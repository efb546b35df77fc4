//! In-process broker
//!
//! `MemoryBroker` keeps topics and their subscribers in memory and routes
//! published messages to every subscriber on every open connection, the way
//! a real broker would. It also records each raw operation in call order and
//! can be scripted to refuse connects, fail sends or drop every connection,
//! which is what the client tests rely on.
//!
//! State sits behind a `std::sync::Mutex`; it is never held across an await.

use std::collections::{BTreeMap, HashMap};
use std::sync::{Arc, Mutex, MutexGuard};
use std::time::Duration;

use async_trait::async_trait;
use tracing::debug;

use super::{Connection, Endpoint, EventSender, Transport, TransportEvent};
use crate::client::SubscriptionToken;
use crate::message::Message;
use crate::utils::error::TransportError;

type ConnectionId = u64;

/// A raw transport operation as the broker saw it.
#[derive(Debug, Clone, PartialEq)]
pub enum RawCall {
    Connect,
    Send { topic: String, message: Message },
    Subscribe { topic: String, token: SubscriptionToken },
    Unsubscribe { token: SubscriptionToken },
    ListDestinations,
}

#[derive(Debug, Default)]
struct Topic {
    subscribers: Vec<(ConnectionId, SubscriptionToken)>,
}

#[derive(Debug)]
struct BrokerState {
    topics: BTreeMap<String, Topic>,
    connections: HashMap<ConnectionId, EventSender>,
    next_connection: ConnectionId,
    calls: Vec<RawCall>,
    available: bool,
    failing_connects: u32,
    hang_connects: bool,
    fail_sends: bool,
    send_delay: Option<Duration>,
}

impl Default for BrokerState {
    fn default() -> Self {
        Self {
            topics: BTreeMap::new(),
            connections: HashMap::new(),
            next_connection: 1,
            calls: Vec::new(),
            available: true,
            failing_connects: 0,
            hang_connects: false,
            fail_sends: false,
            send_delay: None,
        }
    }
}

impl BrokerState {
    fn route(&self, topic: &str, message: &Message) {
        let Some(t) = self.topics.get(topic) else {
            return;
        };
        for (conn_id, token) in &t.subscribers {
            if let Some(events) = self.connections.get(conn_id) {
                let _ = events.send(TransportEvent::Message {
                    token: *token,
                    message: message.clone(),
                });
            }
        }
    }

    fn remove_connection(&mut self, id: ConnectionId) -> Option<EventSender> {
        for topic in self.topics.values_mut() {
            topic.subscribers.retain(|(conn_id, _)| *conn_id != id);
        }
        self.connections.remove(&id)
    }
}

/// Cloning yields another handle to the same broker.
#[derive(Debug, Clone, Default)]
pub struct MemoryBroker {
    state: Arc<Mutex<BrokerState>>,
}

impl MemoryBroker {
    pub fn new() -> Self {
        Self::default()
    }

    fn lock(&self) -> MutexGuard<'_, BrokerState> {
        // a panicking test listener must not wedge the broker for other tests
        self.state.lock().unwrap_or_else(|poisoned| poisoned.into_inner())
    }

    /// When unavailable, every connect attempt is refused.
    pub fn set_available(&self, available: bool) {
        self.lock().available = available;
    }

    /// Refuses the next `n` connect attempts, then behaves normally.
    pub fn fail_next_connects(&self, n: u32) {
        self.lock().failing_connects = n;
    }

    /// Connect attempts never resolve while set.
    pub fn set_hang_connects(&self, hang: bool) {
        self.lock().hang_connects = hang;
    }

    pub fn set_fail_sends(&self, fail: bool) {
        self.lock().fail_sends = fail;
    }

    /// Every send waits this long before the broker looks at it.
    pub fn set_send_delay(&self, delay: Option<Duration>) {
        self.lock().send_delay = delay;
    }

    /// Kills every open connection, notifying each with `ConnectionLost`.
    pub fn drop_connections(&self, cause: &str) {
        let mut state = self.lock();
        let ids: Vec<ConnectionId> = state.connections.keys().copied().collect();
        for id in ids {
            if let Some(events) = state.remove_connection(id) {
                let _ = events.send(TransportEvent::ConnectionLost {
                    cause: cause.to_string(),
                });
            }
        }
        debug!("Dropped all connections: {}", cause);
    }

    /// Publishes from the broker side, as another producer would.
    pub fn inject(&self, topic: &str, message: Message) {
        let mut state = self.lock();
        state.topics.entry(topic.to_string()).or_default();
        state.route(topic, &message);
    }

    pub fn calls(&self) -> Vec<RawCall> {
        self.lock().calls.clone()
    }

    pub fn clear_calls(&self) {
        self.lock().calls.clear();
    }

    pub fn connect_attempts(&self) -> usize {
        self.lock()
            .calls
            .iter()
            .filter(|c| matches!(c, RawCall::Connect))
            .count()
    }

    /// Messages accepted by the broker, in send order.
    pub fn sent(&self) -> Vec<(String, Message)> {
        self.lock()
            .calls
            .iter()
            .filter_map(|c| match c {
                RawCall::Send { topic, message } => Some((topic.clone(), message.clone())),
                _ => None,
            })
            .collect()
    }

    /// Subscribe calls received, in order.
    pub fn subscribes(&self) -> Vec<(String, SubscriptionToken)> {
        self.lock()
            .calls
            .iter()
            .filter_map(|c| match c {
                RawCall::Subscribe { topic, token } => Some((topic.clone(), *token)),
                _ => None,
            })
            .collect()
    }

    pub fn open_connections(&self) -> usize {
        self.lock().connections.len()
    }
}

#[async_trait]
impl Transport for MemoryBroker {
    async fn connect(
        &self,
        endpoint: &Endpoint,
        events: EventSender,
    ) -> Result<Arc<dyn Connection>, TransportError> {
        let hang = {
            let mut state = self.lock();
            state.calls.push(RawCall::Connect);
            state.hang_connects
        };
        if hang {
            std::future::pending::<()>().await;
        }

        let mut state = self.lock();
        if state.failing_connects > 0 {
            state.failing_connects -= 1;
            return Err(TransportError::connect(format!("{endpoint} refused connection")));
        }
        if !state.available {
            return Err(TransportError::connect(format!("{endpoint} unavailable")));
        }

        let id = state.next_connection;
        state.next_connection += 1;
        state.connections.insert(id, events);
        debug!("Memory broker accepted connection {} from {}", id, endpoint);

        Ok(Arc::new(MemoryConnection {
            id,
            broker: self.clone(),
        }))
    }
}

struct MemoryConnection {
    id: ConnectionId,
    broker: MemoryBroker,
}

impl MemoryConnection {
    fn live(&self) -> Result<MutexGuard<'_, BrokerState>, TransportError> {
        let state = self.broker.lock();
        if state.connections.contains_key(&self.id) {
            Ok(state)
        } else {
            Err(TransportError::Closed)
        }
    }
}

#[async_trait]
impl Connection for MemoryConnection {
    async fn send(&self, topic: &str, message: &Message) -> Result<(), TransportError> {
        let delay = self.live()?.send_delay;
        if let Some(delay) = delay {
            tokio::time::sleep(delay).await;
        }

        let mut state = self.live()?;
        if state.fail_sends {
            return Err(TransportError::send(format!("broker rejected message for {topic}")));
        }
        state.calls.push(RawCall::Send {
            topic: topic.to_string(),
            message: message.clone(),
        });
        state.topics.entry(topic.to_string()).or_default();
        state.route(topic, message);
        Ok(())
    }

    async fn subscribe(&self, topic: &str, token: SubscriptionToken) -> Result<(), TransportError> {
        let mut state = self.live()?;
        state.calls.push(RawCall::Subscribe {
            topic: topic.to_string(),
            token,
        });
        let entry = state.topics.entry(topic.to_string()).or_default();
        if !entry.subscribers.contains(&(self.id, token)) {
            entry.subscribers.push((self.id, token));
        }
        Ok(())
    }

    async fn unsubscribe(&self, token: SubscriptionToken) -> Result<(), TransportError> {
        let mut state = self.live()?;
        state.calls.push(RawCall::Unsubscribe { token });
        let id = self.id;
        for topic in state.topics.values_mut() {
            topic.subscribers.retain(|entry| *entry != (id, token));
        }
        Ok(())
    }

    async fn list_destinations(&self) -> Result<Vec<String>, TransportError> {
        let mut state = self.live()?;
        state.calls.push(RawCall::ListDestinations);
        Ok(state.topics.keys().cloned().collect())
    }

    async fn close(&self) {
        self.broker.lock().remove_connection(self.id);
    }
}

_ _ _ _ _

Task item
Every line in the records above that contains the word "unavailable" should be copied out.

Completed exercise
    /// When unavailable, every connect attempt is refused.
            return Err(TransportError::connect(format!("{endpoint} unavailable")));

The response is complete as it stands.